Android-Suchauswahl: Google tanzt der EU auf der Nase herum
Für den geplanten Auswahlbildschirm will Google alternative Suchmaschinenanbieter zur Kasse bitten. Damit setzt sich der Internetriese eindeutig über den politischen Willen der EU hinweg.
Es ist an Dreistigkeit kaum zu überbieten. Statt sich nach der EU-Rekordstrafe von 4,34 Milliarden Euro reumütig zu zeigen und die Vorgaben der EU-Wettbewerbshüter bestmöglich zu erfüllen, spielt Google lieber Machtspielchen.
Im Juli 2018 zwang eine EU-Kartellentscheidung den Internetriesen dazu, Android-Nutzern eine Auswahl von Suchmaschinen (und Browsern) anzuzeigen, die sie auf ihrem Mobilgerät als Standard einrichten können. Google setzt diese Vorgabe nun auf seine ganz eigene Weise um: Es will künftig Geld von Suchmaschinenbetreibern kassieren, die als einer von drei Alternativvorschlägen in der geplanten Suchauswahl auf Android-Geräten aufgeführt werden möchten.
Dreist, dreister, Google
Diese „Lösung“ ist ein Schlag ins Gesicht der Regulierer, der Wettbewerber und der Nutzer. Googles inoffizielle Botschaft lautet: „Europa, du bist eine digitale Kolonie. Wir machen, was wir wollen! Und wir haben einen Weg gefunden, noch mehr Geld aus unserer Kolonie herauszuquetschen.“
Cliqz-Geschäftsführer Marc Al-Hames erklärt dazu:
Die Dreistigkeit, mit der Google den klaren politischen Willen der EU missachtet, verblüfft mich immer wieder. Google will zeigen, wer das Sagen hat. Und das geht nur, weil es im Bereich der digitalen Infrastruktur keine ernstzunehmenden europäischen Anbieter gibt und wir komplett von den Big-Tech-Konzernen aus den USA abhängig sind.

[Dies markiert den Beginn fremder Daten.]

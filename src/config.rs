use anyhow::{Context, Result};
use serde::Deserialize;
use std::path::{Path, PathBuf};

use crate::audio::spectral::DEFAULT_HF_SPLIT_HZ;
use crate::error::ConfigError;

pub const CONFIG_FILE_NAME: &str = "spectral-audit.toml";

#[derive(Clone, Debug, Default, Deserialize)]
pub struct Config {
    #[serde(default)]
    pub analysis: AnalysisConfig,
    #[serde(default)]
    pub pipeline: PipelineConfig,
    #[serde(default)]
    pub store: StoreConfig,
}

#[derive(Clone, Debug, Deserialize)]
pub struct AnalysisConfig {
    #[serde(default = "default_window_size")]
    pub window_size: usize,
    #[serde(default = "default_hop_size")]
    pub hop_size: usize,
    #[serde(default = "default_hf_split_hz")]
    pub hf_split_hz: f64,
}

#[derive(Clone, Debug, Deserialize)]
pub struct PipelineConfig {
    /// Worker threads; `None` uses the available parallelism.
    #[serde(default)]
    pub workers: Option<usize>,
    #[serde(default = "default_queue_capacity")]
    pub queue_capacity: usize,
    #[serde(default = "default_result_queue_capacity")]
    pub result_queue_capacity: usize,
    /// Matched case-insensitively, without the leading dot.
    #[serde(default = "default_extensions")]
    pub extensions: Vec<String>,
}

#[derive(Clone, Debug, Deserialize)]
pub struct StoreConfig {
    #[serde(default = "default_database")]
    pub database: PathBuf,
    #[serde(default = "default_batch_size")]
    pub batch_size: usize,
}

impl Default for AnalysisConfig {
    fn default() -> Self {
        Self {
            window_size: default_window_size(),
            hop_size: default_hop_size(),
            hf_split_hz: default_hf_split_hz(),
        }
    }
}

impl Default for PipelineConfig {
    fn default() -> Self {
        Self {
            workers: None,
            queue_capacity: default_queue_capacity(),
            result_queue_capacity: default_result_queue_capacity(),
            extensions: default_extensions(),
        }
    }
}

impl Default for StoreConfig {
    fn default() -> Self {
        Self {
            database: default_database(),
            batch_size: default_batch_size(),
        }
    }
}

impl AnalysisConfig {
    pub fn validate(&self) -> Result<(), ConfigError> {
        if self.window_size < 2 {
            return Err(ConfigError::WindowTooSmall(self.window_size));
        }
        if self.hop_size == 0 {
            return Err(ConfigError::ZeroHop);
        }
        if !self.hf_split_hz.is_finite() || self.hf_split_hz <= 0.0 {
            return Err(ConfigError::InvalidSplit(self.hf_split_hz));
        }
        Ok(())
    }
}

impl PipelineConfig {
    pub fn worker_count(&self) -> usize {
        self.workers
            .unwrap_or_else(|| {
                std::thread::available_parallelism()
                    .map(|n| n.get())
                    .unwrap_or(1)
            })
            .max(1)
    }

    pub fn validate(&self) -> Result<(), ConfigError> {
        if self.extensions.iter().all(|e| e.trim_start_matches('.').is_empty()) {
            return Err(ConfigError::NoExtensions);
        }
        Ok(())
    }

    pub fn matches_extension(&self, path: &Path) -> bool {
        let Some(ext) = path.extension().and_then(|e| e.to_str()) else {
            return false;
        };
        self.extensions
            .iter()
            .any(|wanted| wanted.trim_start_matches('.').eq_ignore_ascii_case(ext))
    }
}

impl StoreConfig {
    pub fn validate(&self) -> Result<(), ConfigError> {
        if self.batch_size == 0 {
            return Err(ConfigError::ZeroBatch);
        }
        Ok(())
    }
}

impl Config {
    pub fn validate(&self) -> Result<(), ConfigError> {
        self.analysis.validate()?;
        self.pipeline.validate()?;
        self.store.validate()
    }
}

fn default_window_size() -> usize { 2048 }
fn default_hop_size() -> usize { 256 }
fn default_hf_split_hz() -> f64 { DEFAULT_HF_SPLIT_HZ }
fn default_queue_capacity() -> usize { 32 }
fn default_result_queue_capacity() -> usize { 256 }
fn default_extensions() -> Vec<String> { vec!["mp3".into()] }
fn default_database() -> PathBuf { PathBuf::from("spectral_audit.db") }
fn default_batch_size() -> usize { 500 }

pub fn load_config(path: &Path) -> Result<Config> {
    let content = std::fs::read_to_string(path)
        .with_context(|| format!("Failed to read config file: {}", path.display()))?;
    toml::from_str(&content)
        .with_context(|| format!("Failed to parse config file: {}", path.display()))
}

/// Explicit path first, then `./spectral-audit.toml`, then the per-user
/// config locations.
pub fn find_config(explicit: Option<&Path>) -> Option<PathBuf> {
    if let Some(path) = explicit {
        return Some(path.to_path_buf());
    }
    let local = PathBuf::from(CONFIG_FILE_NAME);
    if local.exists() {
        return Some(local);
    }
    if let Some(home) = dirs::home_dir() {
        let xdg = home.join(".config").join("spectral-audit").join("config.toml");
        if xdg.exists() {
            return Some(xdg);
        }
    }
    if let Some(config_dir) = dirs::config_dir() {
        let platform = config_dir.join("spectral-audit").join("config.toml");
        if platform.exists() {
            return Some(platform);
        }
    }
    None
}

#[cfg(test)]
mod tests {
    use super::*;

    #[test]
    fn defaults() {
        let config = Config::default();
        assert_eq!(config.analysis.window_size, 2048);
        assert_eq!(config.analysis.hop_size, 256);
        assert_eq!(config.analysis.hf_split_hz, 2000.0);
        assert_eq!(config.store.batch_size, 500);
        assert!(config.pipeline.worker_count() >= 1);
        assert!(config.validate().is_ok());
    }

    #[test]
    fn partial_toml_keeps_defaults() {
        let config: Config = toml::from_str(
            r#"
            [analysis]
            hop_size = 512

            [pipeline]
            workers = 0
            extensions = ["mp3", ".FLAC"]
            "#,
        )
        .unwrap();
        assert_eq!(config.analysis.window_size, 2048);
        assert_eq!(config.analysis.hop_size, 512);
        assert_eq!(config.pipeline.worker_count(), 1);
        assert_eq!(config.pipeline.queue_capacity, 32);
        assert_eq!(config.store.database, PathBuf::from("spectral_audit.db"));
    }

    #[test]
    fn extension_match_is_case_insensitive() {
        let pipeline = PipelineConfig {
            extensions: vec!["mp3".into(), ".flac".into()],
            ..Default::default()
        };
        assert!(pipeline.matches_extension(Path::new("a/b/Song.MP3")));
        assert!(pipeline.matches_extension(Path::new("x.Flac")));
        assert!(!pipeline.matches_extension(Path::new("cover.jpg")));
        assert!(!pipeline.matches_extension(Path::new("README")));
    }

    #[test]
    fn validation_rejects_bad_parameters() {
        let mut config = Config::default();
        config.analysis.window_size = 1;
        assert_eq!(config.validate(), Err(ConfigError::WindowTooSmall(1)));

        let mut config = Config::default();
        config.store.batch_size = 0;
        assert_eq!(config.validate(), Err(ConfigError::ZeroBatch));

        let mut config = Config::default();
        config.pipeline.extensions = vec![".".into()];
        assert_eq!(config.validate(), Err(ConfigError::NoExtensions));

        let mut config = Config::default();
        config.analysis.hf_split_hz = f64::NAN;
        assert!(matches!(config.validate(), Err(ConfigError::InvalidSplit(_))));
    }

    #[test]
    fn load_reports_parse_errors() {
        let dir = tempfile::tempdir().unwrap();
        let path = dir.path().join("bad.toml");
        std::fs::write(&path, "[analysis\nwindow_size = ").unwrap();
        assert!(load_config(&path).is_err());

        let good = dir.path().join("good.toml");
        std::fs::write(&good, "[store]\nbatch_size = 10\n").unwrap();
        assert_eq!(load_config(&good).unwrap().store.batch_size, 10);
        assert_eq!(find_config(Some(&good)), Some(good.clone()));
    }
}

Nach dem Willen von Google müssen alternative Suchmaschinen bis spätestens 13. September 2019 einen Preis nennen, den sie jedes Mal zu zahlen bereit sind, wenn ein Nutzer ihre Suche bei der Ersteinrichtung eines Android-Geräts zum Standard macht. Eine solche Auktion ist jährlich in jedem EU-Land geplant. Google spricht zudem von einer Mindestgebotsgrenze, ohne sie näher zu definieren. Die gebotenen Beträge sollen geheim bleiben.
Die drei Höchstbietenden, die die Gebotsschwelle für ein bestimmtes Land erreichen oder überschreiten, erscheinen auf dem Auswahlbildschirm für dieses Land. Falls nicht ausreichend zulässige Gebote eingehen, werden die Suchmaschinen für die verbleibenden Plätze zufällig bestimmt. Anfang 2020 soll die Suchauswahl auf neuen Android-Geräten in Europa eingeführt werden.
Google pervertiert die Absicht der Regulierer
Google nennt das Auktionsformat „eine faire und objektive Methode, um zu entscheiden, welche Suchanbieter in dem Auswahlbildschirm vertreten sind“. Tatsächlich wird die Platzvergabe so aber zu einem finanziellen Machtspiel, das nur Google, Bing und ihre Vertriebspartner mitspielen können. Zu Letzteren zählen alle Suchmaschinen, die den Google- oder Bing-Index (samt Suchanzeigen) verwenden. Wirklich unabhängige Suchmaschinenanbieter wie Cliqz, die einen eigenen Index nutzen und nicht durch Google- bzw. Bing-Werbung finanziert werden, können somit nicht konkurrieren.
„Hier von Fairness zu sprechen, ist absurd“, sagt Al-Hames.
Wenn der Höchstbietende den Zuschlag bekommt und nicht der Beste, ist der User der Gelackmeierte. Nutzer müssen die Wahl haben, ob sie sich zum Beispiel für die privateste oder die innovativste Suche entscheiden. Und: Google kann den Preis beliebig in die Höhe treiben, und die mitbietenden Suchmaschinen müssen ihr Investment durch aggressive Werbung oder Verkauf von Daten wieder hereinholen. Am Ende zahlt also der Konsument. Das pervertiert die Absicht, Googles Monopolstellung zu regulieren.
Wenn Europa nicht nur eine digitale Kolonie der großen US-Konzerne wie Google, Facebook oder Amazon sein will, muss es endlich in eine eigene digitale Infrastruktur investieren. Und Websuche ist ein zentraler Bestandteil der digitalen Infrastruktur. Daher muss in diesem Bereich entweder strenger reguliert oder mehr investiert werden, um den Wettbewerb zu fördern. Nur so kann sich Europa langfristig aus dem Klammergriff der US-Tech-Riesen befreien.